Téléchargeable sur le site de la médiathèque, ce guide conseille ainsi de ne pas laisser les appareils en veille, d’allumer les automates de prêt selon les besoins, de privilégier les impressions recto verso, le noir et blanc et le demi-format pour les impressions papier.
Une exemplarité à montrer
D’autres établissements ont décidé de s’emparer de la question environnementale par l’architecture. La bibliothèque universitaire centrale du Havre et la médiathèque l’Alpha d’Angoulême sont dotées de bâtiments qui visent à réduire leur empreinte environnementale.
À Sainte-Luce-sur-Loire (Loire-Atlantique), la médiathèque René Goscinny s’inscrit aussi dans une démarche de haute qualité environnementale : ventilation à double flux, éclairage naturel, peintures minérales, chaudière à condensation, végétation filtrant l’eau de pluie sur le toit.

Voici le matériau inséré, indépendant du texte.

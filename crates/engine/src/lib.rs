//! hookscope engine - session context and shared-section access seam
//!
//! This crate holds everything the snapshot core consumes but does not
//! own: the desktops the session is attached to, the registry of known
//! GUI threads, and the [`SharedSection`] trait behind which all raw
//! shared-memory access lives. The core reads these through an explicit
//! [`SessionContext`] rather than process globals, so tests can stand up
//! a context from plain data.

pub mod desktop;
pub mod error;
pub mod section;
pub mod session;
pub mod threads;

pub use desktop::Desktop;
pub use error::SessionError;
pub use section::SharedSection;
pub use session::SessionContext;
pub use threads::{ThreadIdentity, ThreadRegistry};
//! Process filters for diff output
//!
//! A hook is attributed to up to three threads (owner, origin, target).
//! The filter decides whether a hook is wanted by matching any of those
//! three identities against the configured process names and pids - a
//! logical OR across identities and across configured entries. An empty
//! filter wants everything.

use serde::{Deserialize, Serialize};

use crate::snapshot::HookRecord;

/// Whether matching hooks are kept or dropped.
#[derive(Debug, Clone, Copy, Default, PartialEq, Eq, Serialize, Deserialize)]
#[serde(rename_all = "lowercase")]
pub enum FilterMode {
    /// Keep only hooks that match the filter
    #[default]
    Include,
    /// Drop hooks that match the filter
    Exclude,
}

/// Caller-supplied predicate pair over owning-process name and id.
#[derive(Debug, Clone, Default, PartialEq, Eq)]
pub struct HookFilter {
    /// Keep-or-drop polarity for matching hooks
    pub mode: FilterMode,
    /// Process image names, matched case-insensitively
    pub names: Vec<String>,
    /// Process ids
    pub pids: Vec<u32>,
}

impl HookFilter {
    /// A filter that wants every hook
    pub fn all() -> Self {
        Self::default()
    }

    /// Build an include filter from names and pids
    pub fn include(names: Vec<String>, pids: Vec<u32>) -> Self {
        Self {
            mode: FilterMode::Include,
            names,
            pids,
        }
    }

    /// Build an exclude filter from names and pids
    pub fn exclude(names: Vec<String>, pids: Vec<u32>) -> Self {
        Self {
            mode: FilterMode::Exclude,
            names,
            pids,
        }
    }

    /// Whether no names or pids are configured
    pub fn is_empty(&self) -> bool {
        self.names.is_empty() && self.pids.is_empty()
    }

    /// Decide whether a record participates in diffing and output.
    pub fn is_wanted(&self, record: &HookRecord) -> bool {
        if self.is_empty() {
            return true;
        }

        let matched = [&record.owner, &record.origin, &record.target]
            .into_iter()
            .flatten()
            .any(|id| {
                self.pids.contains(&id.process_id)
                    || self
                        .names
                        .iter()
                        .any(|n| n.eq_ignore_ascii_case(&id.process_name))
            });

        match self.mode {
            FilterMode::Include => matched,
            FilterMode::Exclude => !matched,
        }
    }
}

#[cfg(test)]
mod tests {
    use super::*;

    use std::sync::Arc;

    use hookscope_engine::ThreadIdentity;
    use hookscope_sdk::{HandleEntry, HookObject, KernelAddr};

    fn record_owned_by(name: &str, pid: u32) -> HookRecord {
        HookRecord {
            entry: HandleEntry {
                head: KernelAddr::new(0x2000),
                ..Default::default()
            },
            object: HookObject::default(),
            owner: Some(Arc::new(ThreadIdentity::new(
                KernelAddr::new(0x100),
                1,
                pid,
                name,
            ))),
            origin: None,
            target: None,
        }
    }

    #[test]
    fn test_empty_filter_wants_everything() {
        let filter = HookFilter::all();
        assert!(filter.is_wanted(&record_owned_by("anything.exe", 1)));
    }

    #[test]
    fn test_include_by_name_case_insensitive() {
        let filter = HookFilter::include(vec!["Evil.EXE".into()], vec![]);
        assert!(filter.is_wanted(&record_owned_by("evil.exe", 5)));
        assert!(!filter.is_wanted(&record_owned_by("calc.exe", 5)));
    }

    #[test]
    fn test_include_by_pid() {
        let filter = HookFilter::include(vec![], vec![42]);
        assert!(filter.is_wanted(&record_owned_by("a.exe", 42)));
        assert!(!filter.is_wanted(&record_owned_by("a.exe", 43)));
    }

    #[test]
    fn test_exclude_inverts() {
        let filter = HookFilter::exclude(vec!["noisy.exe".into()], vec![]);
        assert!(!filter.is_wanted(&record_owned_by("noisy.exe", 5)));
        assert!(filter.is_wanted(&record_owned_by("other.exe", 5)));
    }

    #[test]
    fn test_any_identity_matches() {
        let mut rec = record_owned_by("host.exe", 1);
        rec.origin = Some(Arc::new(ThreadIdentity::new(
            KernelAddr::new(0x200),
            2,
            99,
            "injector.exe",
        )));

        let filter = HookFilter::include(vec!["injector.exe".into()], vec![]);
        assert!(filter.is_wanted(&rec));
    }

    #[test]
    fn test_unresolved_identities_never_match() {
        let mut rec = record_owned_by("host.exe", 1);
        rec.owner = None;

        let filter = HookFilter::include(vec!["host.exe".into()], vec![]);
        assert!(!filter.is_wanted(&rec));
    }
}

Et à Metz, L’Agora a été certifiée HQE (Haute qualité environnementale) grâce à un taux de vitrage élevé afin de favoriser les apports solaires. Ce bâtiment de 2 446 m², qui regroupe une médiathèque, mais aussi un centre social et un espace numérique, bénéficie également de toitures végétalisées qui ont un effet régulateur en apportant de l’inertie et protégeant des risques de surchauffe.
Moins d’un an après sa création, la commission « Bibliothèques vertes » de l’ABF répond elle aussi à une préoccupation de plus en plus clairement exprimée : "la commission est très fortement sollicitée, que ce soit pour intervenir lors d’événements ou de journées d’étude ou pour de la formation", nous expliquait récemment Hélène Brochard la présidente de l’association ; "nous sentons que ce sujet est prégnant et que tout le monde s’en empare."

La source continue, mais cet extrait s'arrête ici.